Like most polymer clay artists, I always make way too much of custom colors when I'm making one of my pieces. I'm always afraid I'm going to run out before I'm finished. Consequently, I usually find that I have lots left over. I'll wrap the left overs in plastic wrap, put them in my stash, which is a large plastic tote bag and forget about them.
Then, sometimes months later, I'll find them again and get an inspiration for a new piece. Unfortunately, the balls of polymer clay have dried out and are hard and crumbly and basically unusable. I'm always bummed out when this happens and I'm way too unorganized to have written down the recipe of how I made this particular color.
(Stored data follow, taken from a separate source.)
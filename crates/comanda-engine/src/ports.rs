//! # Ports
//!
//! Read-only collaborators the engine depends on but does not own.
//!
//! ```text
//! ┌──────────────┐   get_product(tenant, id)    ┌───────────────────────┐
//! │  SaleEngine  │ ───────────────────────────► │ CatalogPort           │
//! │              │                              │  ProductRepository    │
//! │              │   get_profile(tenant)        ├───────────────────────┤
//! │              │ ───────────────────────────► │ TenantProfilePort     │
//! └──────────────┘                              │  TenantRepository     │
//!                                               └───────────────────────┘
//! ```
//!
//! `Ok(None)` means "absent for this tenant". `Err` is reserved for
//! transport failures and surfaces as [`EngineError::Internal`].
//!
//! [`EngineError::Internal`]: crate::EngineError::Internal

use async_trait::async_trait;
use uuid::Uuid;

use comanda_core::{Product, TenantProfile};

use crate::context::TenantId;
use crate::error::EngineResult;

/// Product lookup scoped to a tenant.
#[async_trait]
pub trait CatalogPort: Send + Sync {
    async fn get_product(
        &self,
        tenant_id: TenantId,
        product_id: Uuid,
    ) -> EngineResult<Option<Product>>;
}

/// Display/billing profile of a tenant.
#[async_trait]
pub trait TenantProfilePort: Send + Sync {
    async fn get_profile(&self, tenant_id: TenantId) -> EngineResult<Option<TenantProfile>>;
}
I've picked up a few tips on how to rejuvenate these sad lumps of clay:
Tip 1: Sit on it! I've found that if I put the hard clay on my chair and sit on it for a while, the warmth of my body will help soften it enough so that it eventually becomes pliable enough to knead with my hands.
This is usually a long and tedious process but it does work, sometimes. Just be sure you wrap the clay in plastic wrap before planting your butt on it, otherwise you might end up with polymer clay smears all over your favorite pair of jeans and/or your chair!
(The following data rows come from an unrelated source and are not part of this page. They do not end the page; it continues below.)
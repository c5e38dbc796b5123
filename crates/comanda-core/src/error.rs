//! # Error Types
//!
//! Domain errors for comanda-core.
//!
//! ## Error Hierarchy
//! ```text
//! ┌─────────────────────────────────────────────────────────────────────────┐
//! │                         Error Types                                     │
//! │                                                                         │
//! │  comanda-core (this file)                                              │
//! │  └── ValidationError  - order rejected before anything is written      │
//! │                                                                         │
//! │  comanda-db                                                            │
//! │  └── DbError          - storage failures, partial commits              │
//! │                                                                         │
//! │  comanda-engine                                                        │
//! │  └── EngineError      - Validation / NotFound / Conflict / Internal    │
//! │                                                                         │
//! │  Flow: ValidationError ─┐                                              │
//! │                         ├──► EngineError ──► transport layer           │
//! │        DbError ─────────┘                                              │
//! └─────────────────────────────────────────────────────────────────────────┘
//! ```
//!
//! Messages are shown to the cashier, so they are written in Spanish and
//! always start with the offending field.

use thiserror::Error;

use crate::money::Money;

/// Input validation errors raised while pricing and reconciling an order.
#[derive(Debug, Clone, PartialEq, Eq, Error)]
pub enum ValidationError {
    /// A required field is missing or blank.
    #[error("{field}: es obligatorio")]
    Required { field: String },

    /// A list that needs at least one element is empty.
    #[error("{field}: se requiere al menos un elemento")]
    Empty { field: String },

    /// Value must be strictly greater than zero.
    #[error("{field}: debe ser mayor que cero")]
    MustBePositive { field: String },

    /// Value must not be below zero.
    #[error("{field}: no puede ser negativo")]
    Negative { field: String },

    /// Invalid format (e.g., malformed UUID).
    #[error("{field}: {reason}")]
    InvalidFormat { field: String, reason: String },

    /// Value is not in the allowed set.
    #[error("{field}: debe ser uno de: {}", allowed.join(", "))]
    NotAllowed { field: String, allowed: Vec<String> },

    /// Amount arithmetic left the representable range.
    #[error("{field}: importe fuera de rango")]
    Overflow { field: String },

    /// The referenced product does not exist in the tenant's catalog.
    #[error("product_id: producto no encontrado ({product_id})")]
    UnknownProduct { product_id: String },

    /// A line asks for zero or fewer units. Reported against the product
    /// the line refers to.
    #[error("product_id: cantidad debe ser mayor que cero ({quantity})")]
    InvalidQuantity { quantity: i64 },

    /// The referenced product exists but is not for sale.
    #[error("product_id: producto inactivo ({product_id})")]
    InactiveProduct { product_id: String },

    /// Payment splits do not add up to the sale total within tolerance.
    #[error("payments: la suma de pagos ({paid}) debe coincidir con el total ({total})")]
    PaymentMismatch { total: Money, paid: Money },
}

impl ValidationError {
    /// The request field this error refers to.
    pub fn field(&self) -> &str {
        match self {
            ValidationError::Required { field }
            | ValidationError::Empty { field }
            | ValidationError::MustBePositive { field }
            | ValidationError::Negative { field }
            | ValidationError::InvalidFormat { field, .. }
            | ValidationError::NotAllowed { field, .. }
            | ValidationError::Overflow { field } => field,
            ValidationError::UnknownProduct { .. }
            | ValidationError::InactiveProduct { .. }
            | ValidationError::InvalidQuantity { .. } => "product_id",
            ValidationError::PaymentMismatch { .. } => "payments",
        }
    }

    pub(crate) fn required(field: &str) -> Self {
        ValidationError::Required {
            field: field.to_string(),
        }
    }

    pub(crate) fn empty(field: &str) -> Self {
        ValidationError::Empty {
            field: field.to_string(),
        }
    }

    pub(crate) fn must_be_positive(field: &str) -> Self {
        ValidationError::MustBePositive {
            field: field.to_string(),
        }
    }

    pub(crate) fn negative(field: &str) -> Self {
        ValidationError::Negative {
            field: field.to_string(),
        }
    }

    pub(crate) fn overflow(field: &str) -> Self {
        ValidationError::Overflow {
            field: field.to_string(),
        }
    }
}

/// Result type for validation operations.
pub type ValidationResult<T> = Result<T, ValidationError>;

// =============================================================================
// Unit Tests
// =============================================================================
Tip 2: If your not planning to sit for any length of time, wrap the polymer clay in plastic wrap and put it in your pocket. Same theory as the method above, but you'll be mobile and won't have to sit in your chair.
Tip 3: Add some liquid polymer clay to the mix. I use Sculpey Translucent Liquid Polymer Clay because I bought several bottles of it years ago and haven't used it up yet. It's still good and I'm too cheap to go out and buy some more.
This method can get messy, though. I use it when the clay is a bit pliable but cracks when it's run through my clay pasta machine. You can roll out a sheet of the semi-workable clay, spread some liquid polymer clay on it, then fold it, trying to seal the edges and run it through the pasta machine. The liquid clay usually squirts out the sides and gets all over everything, but it does work. Another method is to knead the clay with some liquid clay mixed in with your hands until it's pliable enough to work with. Either method is quite messy, so be prepared to have liquid clay all over your hands and quite possibly your entire work space!
Tip 5: This one's not for rejuvenating the clay but is an alternative on how to use that dried up ball of clay. Grate it! Use an old cheese grater (one that you don't mind delegating to the exclusive use with polymer clay) and grate up the mummified clay. The subsequent shavings can be used as an inclusion in fresher clay. This method can be used to make simulated turquoise or any other type of stone or material that has inclusions in it.
Well, that's it for today. I've been sitting on a hard lump of polymer clay (wrapped in plastic, of course) and now it's time to see if I can work with it. Hope these tips help you out in your polymer clay journey!